What Is MCP (Model Context Protocol) and Why Does It Matter?
Veriti Team
28 October 2025 · Last updated: January 2026
Model Context Protocol (MCP) is an open standard developed by Anthropic that provides a universal way for AI models to connect to external tools, data sources, and systems. Think of MCP as the USB standard for AI: before USB, every device needed its own proprietary connector. MCP does the same thing for AI integrations — it creates one standard protocol so any AI model can talk to any tool or data source without custom-built connectors for every combination.
Why Does AI Need a Universal Protocol?
Here's the problem MCP solves. Say you want your AI assistant to check your calendar, search your company's knowledge base, and update your CRM. Without MCP, each of these integrations requires custom code: specific API calls, authentication handling, data formatting, and error management — all built separately for each AI model and each tool.
If you switch AI models (say, from GPT to Claude), you have to rebuild every integration. If the tool updates its API, you have to update every AI integration that uses it. At scale, this becomes an unmaintainable mess.
MCP solves this by creating a standard client-server architecture where:
- AI models (clients) speak one protocol
- Tools and data sources (servers) speak the same protocol
- Any client can work with any server, automatically
The result: you build the integration once, and it works with any MCP-compatible AI model. The tool vendor builds their MCP server once, and it works with any MCP-compatible AI client.
How Does MCP Actually Work?
MCP uses a client-server architecture with three core components:
MCP Hosts (The AI Application)
The host is the AI application the user interacts with — Claude Desktop, an IDE with AI features, or your custom AI-powered business application. The host manages the connection to MCP servers and decides which tools and data sources the AI model can access.

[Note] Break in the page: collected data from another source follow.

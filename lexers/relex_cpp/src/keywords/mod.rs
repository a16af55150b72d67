//! Keyword tables and filters for C and C++.
//!
//! Lookup is a length-bucketed match: bucketing by byte length first lets
//! the compiler turn each arm into a handful of fixed-width comparisons,
//! and the first-byte guard rejects the overwhelmingly common
//! non-keyword identifier in one branch.
//!
//! The directive-name, pragma, and OpenMP sets are separate tables because
//! they only apply in specific preprocessor positions; see
//! [`PreprocFilters`](crate::preproc::PreprocFilters).

use crate::token_id::CppTokenId;
use relex_core::KeywordFilter;

/// Look up a C++ keyword (including the iso646 alternate operator
/// spellings). Returns `None` for ordinary identifiers.
pub fn cpp_keyword(text: &str) -> Option<CppTokenId> {
    use CppTokenId::*;
    let first = *text.as_bytes().first()?;
    // Every C++ keyword starts with a lowercase letter.
    if !first.is_ascii_lowercase() {
        return None;
    }
    let id = match text.len() {
        2 => match text {
            "do" => Do,
            "if" => If,
            "or" => AlternateOr,
            _ => return None,
        },
        3 => match text {
            "and" => AlternateAnd,
            "asm" => Asm,
            "for" => For,
            "int" => Int,
            "new" => New,
            "not" => AlternateNot,
            "try" => Try,
            "xor" => AlternateXor,
            _ => return None,
        },
        4 => match text {
            "auto" => Auto,
            "bool" => Bool,
            "case" => Case,
            "char" => Char,
            "else" => Else,
            "enum" => Enum,
            "goto" => Goto,
            "long" => Long,
            "this" => This,
            "true" => True,
            "void" => Void,
            _ => return None,
        },
        5 => match text {
            "bitor" => AlternateBitor,
            "break" => Break,
            "catch" => Catch,
            "class" => Class,
            "compl" => AlternateCompl,
            "const" => Const,
            "false" => False,
            "final" => Final,
            "float" => Float,
            "or_eq" => AlternateOrEq,
            "short" => Short,
            "throw" => Throw,
            "union" => Union,
            "using" => Using,
            "while" => While,
            _ => return None,
        },
        6 => match text {
            "and_eq" => AlternateAndEq,
            "bitand" => AlternateBitand,
            "delete" => Delete,
            "double" => Double,
            "export" => Export,
            "extern" => Extern,
            "friend" => Friend,
            "import" => Import,
            "inline" => Inline,
            "module" => Module,
            "not_eq" => AlternateNotEq,
            "public" => Public,
            "return" => Return,
            "signed" => Signed,
            "sizeof" => Sizeof,
            "static" => Static,
            "struct" => Struct,
            "switch" => Switch,
            "typeid" => Typeid,
            "typeof" => Typeof,
            "xor_eq" => AlternateXorEq,
            _ => return None,
        },
        7 => match text {
            "alignas" => Alignas,
            "alignof" => Alignof,
            "char8_t" => Char8T,
            "concept" => Concept,
            "default" => Default,
            "finally" => Finally,
            "fortran" => Fortran,
            "mutable" => Mutable,
            "nullptr" => Nullptr,
            "private" => Private,
            "typedef" => Typedef,
            "virtual" => Virtual,
            "wchar_t" => WcharT,
            _ => return None,
        },
        8 => match text {
            "char16_t" => Char16T,
            "char32_t" => Char32T,
            "continue" => Continue,
            "co_await" => CoAwait,
            "co_yield" => CoYield,
            "decltype" => Decltype,
            "explicit" => Explicit,
            "noexcept" => Noexcept,
            "operator" => Operator,
            "override" => Override,
            "register" => Register,
            "requires" => Requires,
            "restrict" => Restrict,
            "template" => Template,
            "typename" => Typename,
            "unsigned" => Unsigned,
            "volatile" => Volatile,
            _ => return None,
        },
        9 => match text {
            "consteval" => Consteval,
            "constexpr" => Constexpr,
            "constinit" => Constinit,
            "co_return" => CoReturn,
            "namespace" => Namespace,
            "protected" => Protected,
            _ => return None,
        },
        10 => match text {
            "const_cast" => ConstCast,
            _ => return None,
        },
        11 => match text {
            "static_cast" => StaticCast,
            _ => return None,
        },
        12 => match text {
            "dynamic_cast" => DynamicCast,
            "thread_local" => ThreadLocal,
            _ => return None,
        },
        13 => match text {
            "static_assert" => StaticAssert,
            "typeof_unqual" => TypeofUnqual,
            _ => return None,
        },
        16 => match text {
            "reinterpret_cast" => ReinterpretCast,
            _ => return None,
        },
        _ => return None,
    };
    Some(id)
}

/// Look up a C keyword. The C table shares spellings with C++ where the two
/// languages agree and adds the `_Capitalized` C11/C23 keywords.
pub fn c_keyword(text: &str) -> Option<CppTokenId> {
    use CppTokenId::*;
    let first = *text.as_bytes().first()?;
    if !first.is_ascii_lowercase() && first != b'_' {
        return None;
    }
    let id = match text.len() {
        2 => match text {
            "do" => Do,
            "if" => If,
            _ => return None,
        },
        3 => match text {
            "asm" => Asm,
            "for" => For,
            "int" => Int,
            _ => return None,
        },
        4 => match text {
            "auto" => Auto,
            "bool" => Bool,
            "case" => Case,
            "char" => Char,
            "else" => Else,
            "enum" => Enum,
            "goto" => Goto,
            "long" => Long,
            "true" => True,
            "void" => Void,
            _ => return None,
        },
        5 => match text {
            "break" => Break,
            "const" => Const,
            "false" => False,
            "float" => Float,
            "short" => Short,
            "union" => Union,
            "while" => While,
            "_Bool" => CBool,
            _ => return None,
        },
        6 => match text {
            "double" => Double,
            "extern" => Extern,
            "inline" => Inline,
            "return" => Return,
            "signed" => Signed,
            "sizeof" => Sizeof,
            "static" => Static,
            "struct" => Struct,
            "switch" => Switch,
            "typeof" => Typeof,
            _ => return None,
        },
        7 => match text {
            "default" => Default,
            "fortran" => Fortran,
            "typedef" => Typedef,
            "_Atomic" => CAtomic,
            "_BitInt" => CBitInt,
            "_Pragma" => CPragma,
            _ => return None,
        },
        8 => match text {
            "continue" => Continue,
            "register" => Register,
            "restrict" => Restrict,
            "unsigned" => Unsigned,
            "volatile" => Volatile,
            "_Alignas" => CAlignas,
            "_Alignof" => CAlignof,
            "_Complex" => CComplex,
            "_Generic" => CGeneric,
            _ => return None,
        },
        9 => match text {
            "_Noreturn" => CNoreturn,
            _ => return None,
        },
        10 => match text {
            "_Decimal32" => CDecimal32,
            "_Decimal64" => CDecimal64,
            "_Imaginary" => CImaginary,
            _ => return None,
        },
        11 => match text {
            "_Decimal128" => CDecimal128,
            _ => return None,
        },
        13 => match text {
            "typeof_unqual" => TypeofUnqual,
            "_Thread_local" => CThreadLocal,
            _ => return None,
        },
        14 => match text {
            "_Static_assert" => CStaticAssert,
            _ => return None,
        },
        _ => return None,
    };
    Some(id)
}

/// C++ keyword filter.
#[derive(Debug, Clone, Copy, Default)]
pub struct CppKeywords;

impl KeywordFilter<CppTokenId> for CppKeywords {
    fn check(&self, text: &str) -> Option<CppTokenId> {
        cpp_keyword(text)
    }
}

/// C keyword filter.
#[derive(Debug, Clone, Copy, Default)]
pub struct CKeywords;

impl KeywordFilter<CppTokenId> for CKeywords {
    fn check(&self, text: &str) -> Option<CppTokenId> {
        c_keyword(text)
    }
}

/// Directive names, applied only in the `DirectiveName` position.
pub const DIRECTIVES: &[(&str, CppTokenId)] = &[
    ("define", CppTokenId::PreprocessorDefine),
    ("undef", CppTokenId::PreprocessorUndef),
    ("include", CppTokenId::PreprocessorInclude),
    ("include_next", CppTokenId::PreprocessorIncludeNext),
    ("if", CppTokenId::PreprocessorIf),
    ("ifdef", CppTokenId::PreprocessorIfdef),
    ("ifndef", CppTokenId::PreprocessorIfndef),
    ("elif", CppTokenId::PreprocessorElif),
    ("else", CppTokenId::PreprocessorElse),
    ("endif", CppTokenId::PreprocessorEndif),
    ("pragma", CppTokenId::PreprocessorPragma),
    ("error", CppTokenId::PreprocessorError),
    ("warning", CppTokenId::PreprocessorWarning),
    ("line", CppTokenId::PreprocessorLine),
];

/// Non-OpenMP pragma keywords.
pub const PRAGMA_KEYWORDS: &[(&str, CppTokenId)] = &[
    ("once", CppTokenId::PragmaKeyword),
    ("pack", CppTokenId::PragmaKeyword),
    ("push", CppTokenId::PragmaKeyword),
    ("pop", CppTokenId::PragmaKeyword),
    ("warning", CppTokenId::PragmaKeyword),
    ("message", CppTokenId::PragmaKeyword),
    ("region", CppTokenId::PragmaKeyword),
    ("endregion", CppTokenId::PragmaKeyword),
];

/// OpenMP clause and construct keywords, applied after `#pragma omp`.
pub const OMP_KEYWORDS: &[(&str, CppTokenId)] = &[
    ("atomic", CppTokenId::PragmaOmpKeyword),
    ("barrier", CppTokenId::PragmaOmpKeyword),
    ("collapse", CppTokenId::PragmaOmpKeyword),
    ("copyin", CppTokenId::PragmaOmpKeyword),
    ("copyprivate", CppTokenId::PragmaOmpKeyword),
    ("critical", CppTokenId::PragmaOmpKeyword),
    ("default", CppTokenId::PragmaOmpKeyword),
    ("final", CppTokenId::PragmaOmpKeyword),
    ("firstprivate", CppTokenId::PragmaOmpKeyword),
    ("flush", CppTokenId::PragmaOmpKeyword),
    ("for", CppTokenId::PragmaOmpKeyword),
    ("if", CppTokenId::PragmaOmpKeyword),
    ("lastprivate", CppTokenId::PragmaOmpKeyword),
    ("master", CppTokenId::PragmaOmpKeyword),
    ("mergeable", CppTokenId::PragmaOmpKeyword),
    ("nowait", CppTokenId::PragmaOmpKeyword),
    ("num_threads", CppTokenId::PragmaOmpKeyword),
    ("ordered", CppTokenId::PragmaOmpKeyword),
    ("parallel", CppTokenId::PragmaOmpKeyword),
    ("private", CppTokenId::PragmaOmpKeyword),
    ("reduction", CppTokenId::PragmaOmpKeyword),
    ("schedule", CppTokenId::PragmaOmpKeyword),
    ("sections", CppTokenId::PragmaOmpKeyword),
    ("shared", CppTokenId::PragmaOmpKeyword),
    ("single", CppTokenId::PragmaOmpKeyword),
    ("task", CppTokenId::PragmaOmpKeyword),
    ("taskwait", CppTokenId::PragmaOmpKeyword),
    ("threadprivate", CppTokenId::PragmaOmpKeyword),
    ("untied", CppTokenId::PragmaOmpKeyword),
];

MCP Clients (The Connection Layer)
Each host contains one or more MCP clients that maintain connections to individual MCP servers. The client handles the protocol communication: sending requests, receiving responses, and managing the session lifecycle.
MCP Servers (The Tool/Data Interface)
MCP servers expose specific tools, data sources, or capabilities to AI models. A server might provide access to a database, a file system, a CRM, a code repository, or any other system. Each server defines:
- Tools: Actions the AI can perform (e.g., "search_documents", "create_ticket", "send_email")
- Resources: Data the AI can read (e.g., files, database records, API responses)
- Prompts: Pre-built interaction templates for common workflows
Here's a simplified view of how a request flows:
- User asks the AI: "What meetings do I have tomorrow?"
- The AI model recognises it needs calendar data and requests it via the MCP client
- The MCP client sends a standardised request to the calendar MCP server
- The calendar server authenticates, queries the calendar API, and returns structured data
- The AI model receives the data and formulates a natural language response
The critical feature is tool discovery. When an MCP client connects to a server, the server advertises what it can do — its available tools, resources, and capabilities. The AI model can then dynamically decide which tools to use based on the user's request, without hardcoded logic for each integration.
Why Does MCP Matter for Businesses?
If you're building AI solutions for your business — or evaluating AI tools — MCP changes the equation in several important ways:
1. Reduced Vendor Lock-in
Without MCP, your AI integrations are tightly coupled to a specific model provider. If you've built custom integrations between GPT-4 and your internal systems, switching to Claude or Gemini means rebuilding everything. With MCP, the integration layer is model-agnostic. Your MCP servers work with any MCP-compatible AI client.
This is significant for Australian businesses operating in a market where AI models are evolving rapidly. The best model today might not be the best model in 6 months. MCP means you can switch without starting from scratch.
2. Easier Integration
Building a custom integration between an AI model and a business tool typically costs $5,000–$20,000 in development time. With MCP, if an MCP server already exists for your tool (and the ecosystem is growing fast), the integration cost drops to near zero — it's configuration, not development.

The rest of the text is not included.